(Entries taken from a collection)
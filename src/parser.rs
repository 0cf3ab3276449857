//! Detects the operation of raw SQL so untyped statements can still be tagged.

use crate::event::QueryOp;

/// Tags a statement by its leading keyword.
///
/// `WITH` is treated as a read. Anything outside the four tagged operations
/// (DDL, transaction control, `SET`, ...) stays untagged and is named from its
/// text by the hook.
pub fn detect_operation(sql: &str) -> Option<QueryOp> {
    let keyword = sql.split_whitespace().next()?;

    if keyword.eq_ignore_ascii_case("SELECT") || keyword.eq_ignore_ascii_case("WITH") {
        Some(QueryOp::Select)
    } else if keyword.eq_ignore_ascii_case("INSERT") {
        Some(QueryOp::Insert)
    } else if keyword.eq_ignore_ascii_case("UPDATE") {
        Some(QueryOp::Update)
    } else if keyword.eq_ignore_ascii_case("DELETE") {
        Some(QueryOp::Delete)
    } else {
        None
    }
}
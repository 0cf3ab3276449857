//! Latency recording.

use std::sync::Arc;
use std::time::Instant;

use opentelemetry::metrics::{Histogram, Meter};
use opentelemetry::KeyValue;

use crate::labels::{LATENCY_DESCRIPTION, LATENCY_METRIC};

/// Sink for per-query latency, in microseconds.
///
/// One recorder is shared by every query running through a hook, so
/// implementations must tolerate concurrent calls.
pub trait LatencyRecorder: Send + Sync {
    fn record(&self, micros: u64, labels: &[KeyValue]);
}

impl LatencyRecorder for Histogram<u64> {
    fn record(&self, micros: u64, labels: &[KeyValue]) {
        Histogram::record(self, micros, labels);
    }
}

/// Registers the query latency histogram on `meter`.
pub fn latency_histogram(meter: &Meter) -> Histogram<u64> {
    meter
        .u64_histogram(LATENCY_METRIC)
        .with_description(LATENCY_DESCRIPTION)
        .init()
}

/// Metric labels for one query.
///
/// When armed with a recorder, the latency since `start` is recorded with the
/// labels accumulated so far when this value is dropped.
pub(crate) struct MetricLabels<'a> {
    labels: Vec<KeyValue>,
    recorder: Option<(&'a Arc<dyn LatencyRecorder>, Instant)>,
}

impl<'a> MetricLabels<'a> {
    pub(crate) fn new(recorder: Option<&'a Arc<dyn LatencyRecorder>>, start: Instant) -> Self {
        Self {
            labels: Vec::with_capacity(4),
            recorder: recorder.map(|r| (r, start)),
        }
    }

    pub(crate) fn push(&mut self, label: KeyValue) {
        self.labels.push(label);
    }
}

impl Drop for MetricLabels<'_> {
    fn drop(&mut self) {
        if let Some((recorder, start)) = self.recorder {
            let micros = u64::try_from(start.elapsed().as_micros()).unwrap_or(u64::MAX);
            recorder.record(micros, &self.labels);
        }
    }
}
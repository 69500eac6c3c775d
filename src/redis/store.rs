//! Bucket store backed by Redis
//!
//! Each tier of an entity is a sorted set of bucket starts plus one hash per
//! bucket. A persist's batch goes out as a single `MULTI`/`EXEC` pipeline so
//! readers see all of its tiers or none.

use async_trait::async_trait;
use std::collections::HashMap;
use std::sync::Arc;

use super::connection::RedisPool;
use super::util::KeySpace;
use crate::error::StorageError;
use crate::metric::{EntityMeta, Number, RecordType};
use crate::storage::{BucketFields, BucketRecord, BucketStore, WriteBatch};
use crate::types::{Period, Timestamp};

/// [`BucketStore`] over a [`RedisPool`]
#[derive(Debug)]
pub struct RedisBucketStore {
    pool: Arc<RedisPool>,
    keys: KeySpace,
}

impl RedisBucketStore {
    /// Store using the pool's configured key prefix
    pub fn new(pool: Arc<RedisPool>) -> Self {
        let keys = KeySpace::new(pool.config().key_prefix.clone());
        Self { pool, keys }
    }

    /// Key layout in use
    pub fn keys(&self) -> &KeySpace {
        &self.keys
    }
}

fn decode_fields(key: &str, raw: HashMap<String, String>) -> Result<BucketFields, StorageError> {
    raw.into_iter()
        .map(|(name, value)| {
            serde_json::from_str::<Number>(&value)
                .map(|number| (name, number))
                .map_err(|e| StorageError::Corrupted {
                    key: key.to_string(),
                    reason: e.to_string(),
                })
        })
        .collect()
}

fn encode_fields(fields: &BucketFields) -> Result<Vec<(String, String)>, StorageError> {
    fields
        .iter()
        .map(|(name, value)| {
            serde_json::to_string(value)
                .map(|encoded| (name.clone(), encoded))
                .map_err(|e| StorageError::Backend(format!("encode '{}': {}", name, e)))
        })
        .collect()
}

#[async_trait]
impl BucketStore for RedisBucketStore {
    async fn read_bucket_range(
        &self,
        entity: &str,
        period: Period,
        start: Timestamp,
        end: Timestamp,
    ) -> Result<Vec<BucketRecord>, StorageError> {
        if start > end {
            return Ok(Vec::new());
        }
        let index = self.keys.index(entity, period);

        let starts: Vec<Timestamp> = self
            .pool
            .execute(|mut conn| {
                let index = index.clone();
                async move {
                    redis::cmd("ZRANGEBYSCORE")
                        .arg(&index)
                        .arg(start)
                        .arg(end)
                        .query_async(&mut conn)
                        .await
                }
            })
            .await?;
        if starts.is_empty() {
            return Ok(Vec::new());
        }

        let bucket_keys: Vec<String> = starts
            .iter()
            .map(|s| self.keys.bucket(entity, period, *s))
            .collect();
        let raw: Vec<HashMap<String, String>> = self
            .pool
            .execute(|mut conn| {
                let mut pipe = redis::pipe();
                for key in &bucket_keys {
                    pipe.hgetall(key);
                }
                async move { pipe.query_async(&mut conn).await }
            })
            .await?;

        starts
            .into_iter()
            .zip(bucket_keys.iter().zip(raw))
            .map(|(key, (redis_key, fields))| {
                Ok(BucketRecord {
                    key,
                    fields: decode_fields(redis_key, fields)?,
                })
            })
            .collect()
    }

    async fn read_meta(&self, entity: &str) -> Result<EntityMeta, StorageError> {
        let key = self.keys.meta(entity);
        let raw: HashMap<String, String> = self
            .pool
            .execute(|mut conn| {
                let key = key.clone();
                async move { redis::cmd("HGETALL").arg(&key).query_async(&mut conn).await }
            })
            .await?;

        let mut meta = EntityMeta::new();
        for (name, value) in raw {
            let record_type: RecordType = value.parse().map_err(|_| StorageError::Corrupted {
                key: key.clone(),
                reason: format!("unknown record type '{}' for '{}'", value, name),
            })?;
            meta.insert(name, record_type);
        }
        Ok(meta)
    }

    async fn write_batch(&self, entity: &str, batch: WriteBatch) -> Result<(), StorageError> {
        if batch.is_empty() {
            return Ok(());
        }

        let mut pipe = redis::pipe();
        pipe.atomic();
        pipe.sadd(self.keys.entities(), entity).ignore();

        if !batch.meta.is_empty() {
            let meta: Vec<(&str, &str)> = batch
                .meta
                .iter()
                .map(|(name, record_type)| (name.as_str(), record_type.as_str()))
                .collect();
            pipe.hset_multiple(self.keys.meta(entity), &meta).ignore();
        }

        for (period, records) in &batch.buckets {
            let index = self.keys.index(entity, *period);
            for record in records {
                let key = self.keys.bucket(entity, *period, record.key);
                pipe.zadd(&index, record.key, record.key).ignore();
                pipe.del(&key).ignore();
                let fields = encode_fields(&record.fields)?;
                if !fields.is_empty() {
                    pipe.hset_multiple(&key, &fields).ignore();
                }
            }
        }

        self.pool
            .execute(|mut conn| {
                let pipe = pipe.clone();
                async move { pipe.query_async::<()>(&mut conn).await }
            })
            .await
    }

    async fn entities(&self) -> Result<Vec<String>, StorageError> {
        let key = self.keys.entities();
        self.pool
            .execute(|mut conn| {
                let key = key.clone();
                async move { redis::cmd("SMEMBERS").arg(&key).query_async(&mut conn).await }
            })
            .await
    }

    fn name(&self) -> &'static str {
        "redis"
    }
}

#[cfg(test)]
mod tests {
    use super::*;

    #[test]
    fn test_fields_round_trip_through_json() {
        let mut fields = BucketFields::new();
        fields.insert("hits".into(), Number::Int(3));
        fields.insert("load".into(), Number::Float(0.5));

        let encoded: HashMap<String, String> = encode_fields(&fields).unwrap().into_iter().collect();
        assert_eq!(encoded["hits"], "3");
        assert_eq!(encoded["load"], "0.5");

        assert_eq!(decode_fields("k", encoded).unwrap(), fields);
    }

    #[test]
    fn test_undecodable_field_is_corruption() {
        let mut raw = HashMap::new();
        raw.insert("hits".to_string(), "three".to_string());
        let err = decode_fields("rollup:e:x:hourly:0", raw).unwrap_err();
        assert!(matches!(err, StorageError::Corrupted { ref key, .. } if key == "rollup:e:x:hourly:0"));
    }
}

Work order :: From the data above, copy out every line with the string "load" in it.

Solution to the exercise ::
        fields.insert("load".into(), Number::Float(0.5));
        assert_eq!(encoded["load"], "0.5");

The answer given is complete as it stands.